Welche Rolle spielt Gruppendruck bei der Entscheidung dafür oder dagegen?
Sozialer Druck kann wirksam sein und bietet interessante Steuerungsmöglichkeiten. Leitfiguren wie führende Politikerinnen, Künstler, Musikerinnen oder Lehrer können mit gutem Beispiel vorangehen und eine Vorbildfunktion einnehmen. Ihre Empfehlungen können vertrauensfördernd wirken und das individuell empfundene Risiko einer Impfung senken.

Wie kann man denn Gruppendruck auf die sanfte Tour ausüben?
Eine Idee ist ein öffentlich sichtbarer Zähler, der laufend anzeigt, wie hoch die aktuelle Impfquote in einem Unternehmen ist. Ein Ansteckbutton mit der Aufschrift „I did it“ kann die Impfträgheit von Kollegen senken. Die Impfung wird so zum Akt der Solidarität gegenüber den Mitmenschen, die eine Erkrankung schwer treffen würde.

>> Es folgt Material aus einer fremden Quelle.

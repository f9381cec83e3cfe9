use clap::{ArgAction, Parser};
use pkgbuilderd_common::ReviewStatus;
use std::path::PathBuf;

#[derive(Debug, Parser)]
#[command(version)]
pub struct Args {
    /// Verbose logging
    #[arg(short, long, global = true, action(ArgAction::Count))]
    pub verbose: u8,
    /// Configuration file path
    #[arg(short, long, env = "PKGBUILDERD_CONFIG")]
    pub config: Option<PathBuf>,
    #[command(subcommand)]
    pub subcommand: SubCommand,
}

#[derive(Debug, Parser)]
pub enum SubCommand {
    /// Start the transaction workers
    Run,
    /// Queue a transaction for one or more packages
    Enqueue(Enqueue),
    /// Record the review result of a build
    Review(Review),
    /// Reconcile a repository with its package index
    SyncRepo(SyncRepo),
    /// Print the order a batch of packages would be built in
    BuildOrder(BuildOrder),
    /// Load and print the config
    CheckConfig,
}

#[derive(Debug, Parser)]
pub struct Enqueue {
    #[arg(required = true)]
    pub packages: Vec<String>,
    /// Who requested this transaction
    #[arg(long)]
    pub initiated_by: Option<String>,
    /// Run the transaction right away instead of leaving it to the workers
    #[arg(long)]
    pub now: bool,
}

#[derive(Debug, Parser)]
pub struct Review {
    pub bnum: i64,
    pub reviewer: String,
    /// passed, failed or skip
    pub result: ReviewStatus,
}

#[derive(Debug, Parser)]
pub struct SyncRepo {
    pub repo: String,
    /// Defaults to every configured architecture
    pub arch: Option<String>,
}

#[derive(Debug, Parser)]
pub struct BuildOrder {
    /// Local checkout of the recipe tree
    #[arg(long)]
    pub checkout: PathBuf,
    #[arg(required = true)]
    pub packages: Vec<String>,
}
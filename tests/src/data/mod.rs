use crate::fixtures::PACKAGES_ROOT;

pub const DUMMY_PACKAGE: &str = "foo";
pub const DUMMY_LIBRARY: &str = "libfoo";
pub const DUMMY_APPLICATION: &str = "appfoo";

pub fn recipe_path(name: &str) -> String {
    format!("{}/{}/PKGBUILD", PACKAGES_ROOT, name)
}

pub fn subgroup_recipe_path(group: &str, name: &str) -> String {
    format!("{}/{}/{}/PKGBUILD", PACKAGES_ROOT, group, name)
}

pub fn simple_recipe(name: &str, pkgver: &str, depends: &[&str]) -> String {
    let depends = depends.iter()
        .map(|d| format!("'{}'", d))
        .collect::<Vec<_>>()
        .join(" ");
    format!(r#"# Maintainer: Antergos Developers <dev@antergos.com>

pkgname={name}
pkgver={pkgver}
pkgrel=1
pkgdesc="Dummy package {name}"
arch=('x86_64')
url='https://example.com/{name}'
license=('GPL3')
depends=('glibc' {depends})
makedepends=('git')

package() {{
    install -d "${{pkgdir}}/usr/share/{name}"
}}
"#)
}

/// Only allowed into the staging repository.
pub fn staging_only_recipe(name: &str) -> String {
    simple_recipe(name, "1.0", &[])
        .replace("makedepends=('git')", "makedepends=('git')\n_allowed_in=('antergos-staging')")
}

pub fn monitored_recipe(name: &str, pkgver: &str) -> String {
    simple_recipe(name, pkgver, &[])
        .replace("arch=('x86_64')", "arch=('any')")
        + &format!(r#"
_is_monitored='True'
_monitored_service='github'
_monitored_type='releases'
_monitored_project='example'
_monitored_repo='{name}'
"#)
}

pub fn split_recipe(base: &str, children: &[&str]) -> String {
    let names = children.iter()
        .map(|c| format!("'{}'", c))
        .collect::<Vec<_>>()
        .join(" ");
    format!(r#"pkgbase={base}
pkgname=({names})
pkgver=3.2
pkgrel=2
arch=('x86_64')
depends=('glibc')
"#)
}
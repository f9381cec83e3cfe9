use crate::errors::*;
use serde::{Deserialize, Serialize};
use std::fmt;
use std::str::FromStr;
use strum::{AsRefStr, Display, EnumString};

pub mod config;
pub mod errors;
pub mod http;
pub mod utils;

/// Marker published on a live-output channel and appended to every
/// finished build log.
pub const END_OF_LOG: &str = "ENDOFLOG";

pub const SIG_EXT: &str = ".sig";

#[derive(Debug, Clone, Copy, PartialEq, Eq, Default, Display, EnumString, AsRefStr, Serialize, Deserialize)]
#[strum(serialize_all = "kebab-case")]
#[serde(rename_all = "kebab-case")]
pub enum ReviewStatus {
    #[default]
    None,
    Pending,
    Passed,
    Failed,
    Skip,
}

impl ReviewStatus {
    /// Review results a developer may submit.
    pub fn is_result(&self) -> bool {
        matches!(self, ReviewStatus::Passed | ReviewStatus::Failed | ReviewStatus::Skip)
    }
}

#[derive(Debug, Clone, Copy, PartialEq, Eq, Display, AsRefStr, Serialize, Deserialize)]
#[strum(serialize_all = "kebab-case")]
#[serde(rename_all = "kebab-case")]
pub enum BuildState {
    Pending,
    Building,
    Completed,
    Failed,
}

/// A package as seen by a repository, `name|version-release|arch`.
#[derive(Debug, Clone, PartialEq, Eq, PartialOrd, Ord, Hash, Serialize, Deserialize)]
pub struct PkgRef {
    pub name: String,
    pub version: String,
    pub arch: String,
}

impl PkgRef {
    pub fn new<N: Into<String>, V: Into<String>, A: Into<String>>(name: N, version: V, arch: A) -> PkgRef {
        PkgRef {
            name: name.into(),
            version: version.into(),
            arch: arch.into(),
        }
    }
}

impl fmt::Display for PkgRef {
    fn fmt(&self, f: &mut fmt::Formatter<'_>) -> fmt::Result {
        write!(f, "{}|{}|{}", self.name, self.version, self.arch)
    }
}

impl FromStr for PkgRef {
    type Err = Error;

    fn from_str(s: &str) -> Result<PkgRef> {
        let mut parts = s.split('|');
        match (parts.next(), parts.next(), parts.next(), parts.next()) {
            (Some(name), Some(version), Some(arch), None) if !name.is_empty() && !version.is_empty() && !arch.is_empty() => {
                Ok(PkgRef::new(name, version, arch))
            },
            _ => bail!("Invalid package reference: {:?}", s),
        }
    }
}

#[cfg(test)]
mod tests {
    use super::*;

    #[test]
    fn test_pkgref_display() {
        let pkg = PkgRef::new("foo", "1.2-1", "x86_64");
        assert_eq!(pkg.to_string(), "foo|1.2-1|x86_64");
    }

    #[test]
    fn test_pkgref_parse() {
        let pkg = "lib32-foo-bar|1:2.0-3|any".parse::<PkgRef>().unwrap();
        assert_eq!(pkg, PkgRef::new("lib32-foo-bar", "1:2.0-3", "any"));
    }

    #[test]
    fn test_pkgref_parse_invalid() {
        assert!("foo|1.0".parse::<PkgRef>().is_err());
        assert!("foo|1.0|x86_64|extra".parse::<PkgRef>().is_err());
        assert!("|1.0|x86_64".parse::<PkgRef>().is_err());
    }

    #[test]
    fn test_review_status_strings() {
        assert_eq!(ReviewStatus::Pending.to_string(), "pending");
        assert_eq!("skip".parse::<ReviewStatus>().unwrap(), ReviewStatus::Skip);
        assert_eq!("none".parse::<ReviewStatus>().unwrap(), ReviewStatus::None);
        assert!("maybe".parse::<ReviewStatus>().is_err());
    }

    #[test]
    fn test_review_results() {
        assert!(ReviewStatus::Passed.is_result());
        assert!(ReviewStatus::Skip.is_result());
        assert!(!ReviewStatus::Pending.is_result());
        assert!(!ReviewStatus::None.is_result());
    }
}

Was können Nudging, also leichte Veränderungen der Rahmenbedingungen, und eine Informationspolitik, die zum Impfen aufruft, bewirken?
Menschen mögen Standardvorgaben. Eine Opt-out-Methode kann die gewünschte Reaktion klar unterstützen. Damit würde für die gesamte Bevölkerung eine Impfung organisiert. Wer nicht impfen will, muss sich aktiv dagegen entscheiden. Diese Methode wirkt bei der Organspende sehr gut. Außerdem könnte man sich über soziale Medien digital verpflichten, die Impfung machen zu lassen. Diese Absichtserklärung würde bereits mit einem festen Impftermin verbunden und so verpflichtend wirken.

Was müssen Staaten und Behörden regulativ tun, um eine hohe Impfquote zu erreichen?
Sie müssen immer abwägen zwischen Eigenverantwortung und Zwang. Manchmal ist es einfach zu anstrengend, vernünftig zu sein. Reisende könnten verpflichtet werden, nur mit einem Immunitätsnachweis Grenzen überschreiten zu dürfen. Bei Hochrisikogruppen oder Menschen, die sozial in engem Kontakt mit Hochrisikogruppen sind, halte ich eine befristete Impfpflicht für angebracht.

Ist eine Impfpflicht in unseren kritischen Gesellschaften denn umsetzbar?
Natürlich wird in solchen Krisenzeiten schnell nach einer Impfpflicht verlangt. Dazu müssen die Gesetzesgrundlagen vorhanden sein. In der Schweiz darf niemand gegen seinen Willen geimpft werden. Die Kantone können aber eine zeitlich befristete, für definierte Personengruppen geltende Impfpflicht aussprechen. Dies könnte durchaus sinnvoll sein, wenn die Krise sich verschärft und die Übersterblichkeit massiv zunimmt.

Frau Zingg, vielen Dank für das Interview.